The Volokh Conspiracy
Mostly law professors | Sometimes contrarian | Often libertarian | Always independent
No, argues Tracy Rifle & Pistol LLC v. Harris (E.D. Cal. filed Nov. 10, 2014), a just-filed case in which I've been hired to consult. Cal. Civil Code § 26820 (which was first enacted 1923, but is still being enforced today) provides,
No handgun or imitation handgun, or placard advertising the sale or other transfer thereof, shall be displayed in any part of the premises where it can readily be seen from the outside.

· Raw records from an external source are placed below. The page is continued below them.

//! User-facing processing notifications.
//!
//! Each pipeline run emits progress, completion and failure events addressed
//! to the owning user. Delivery is best-effort: a failed notification never
//! fails the run.

use async_trait::async_trait;
use chrono::{DateTime, Utc};
use serde::Serialize;
use tracing::info;

/// A processing event addressed to one user. Each event carries the time it
/// was emitted.
#[derive(Debug, Clone, Serialize)]
#[serde(tag = "type", rename_all = "snake_case")]
pub enum ProcessingEvent {
    Progress {
        video_id: String,
        progress: u8,
        stage: String,
        timestamp: DateTime<Utc>,
    },
    Completed {
        video_id: String,
        timestamp: DateTime<Utc>,
    },
    Failed {
        video_id: String,
        error: String,
        timestamp: DateTime<Utc>,
    },
}

impl ProcessingEvent {
    /// Progress event stamped with the current time.
    pub fn progress(video_id: &str, progress: u8, stage: &str) -> Self {
        ProcessingEvent::Progress {
            video_id: video_id.to_string(),
            progress,
            stage: stage.to_string(),
            timestamp: Utc::now(),
        }
    }

    /// Completion event stamped with the current time.
    pub fn completed(video_id: &str) -> Self {
        ProcessingEvent::Completed {
            video_id: video_id.to_string(),
            timestamp: Utc::now(),
        }
    }

    /// Failure event stamped with the current time.
    pub fn failed(video_id: &str, error: &str) -> Self {
        ProcessingEvent::Failed {
            video_id: video_id.to_string(),
            error: error.to_string(),
            timestamp: Utc::now(),
        }
    }

    pub fn video_id(&self) -> &str {
        match self {
            ProcessingEvent::Progress { video_id, .. } => video_id,
            ProcessingEvent::Completed { video_id, .. } => video_id,
            ProcessingEvent::Failed { video_id, .. } => video_id,
        }
    }
}

/// Delivery channel for processing events.
#[async_trait]
pub trait Notifier: Send + Sync {
    /// Deliver an event to a user. Implementations swallow their own errors.
    async fn notify(&self, user_id: &str, event: ProcessingEvent);
}

/// Notifier that writes events to the log.
#[derive(Default)]
pub struct LogNotifier;

#[async_trait]
impl Notifier for LogNotifier {
    async fn notify(&self, user_id: &str, event: ProcessingEvent) {
        match &event {
            ProcessingEvent::Progress {
                video_id,
                progress,
                stage,
                ..
            } => {
                info!(user_id, video_id = %video_id, progress, stage, "processing progress");
            }
            ProcessingEvent::Completed { video_id, .. } => {
                info!(user_id, video_id = %video_id, "processing completed");
            }
            ProcessingEvent::Failed {
                video_id, error, ..
            } => {
                info!(user_id, video_id = %video_id, error, "processing failed");
            }
        }
    }
}

/// Notifier that discards all events.
#[derive(Default)]
pub struct NullNotifier;

#[async_trait]
impl Notifier for NullNotifier {
    async fn notify(&self, _user_id: &str, _event: ProcessingEvent) {}
}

That, we argue, violates the First Amendment. The government generally may not ban advertising of lawful products—indeed, of constitutionally protected products—on the grounds that such advertising is offensive, or stimulates consumer interest in such products. We'll be filing a more detailed legal argument in due course (what I link to is just the Complaint); when that happens, I'll post it as well.
Many thanks to California Association of Federal Firearms Licensees, The Calguns Foundation, and Second Amendment Foundation for their support of the case. The plaintiffs also include, besides Tracy Rifle & Pistol, Sacramento Black Rifle, Ten Percent Firearms, PRK Arms, Michael Baryla, Robert Adams, Wesley Morris, and Jeffrey Mullen.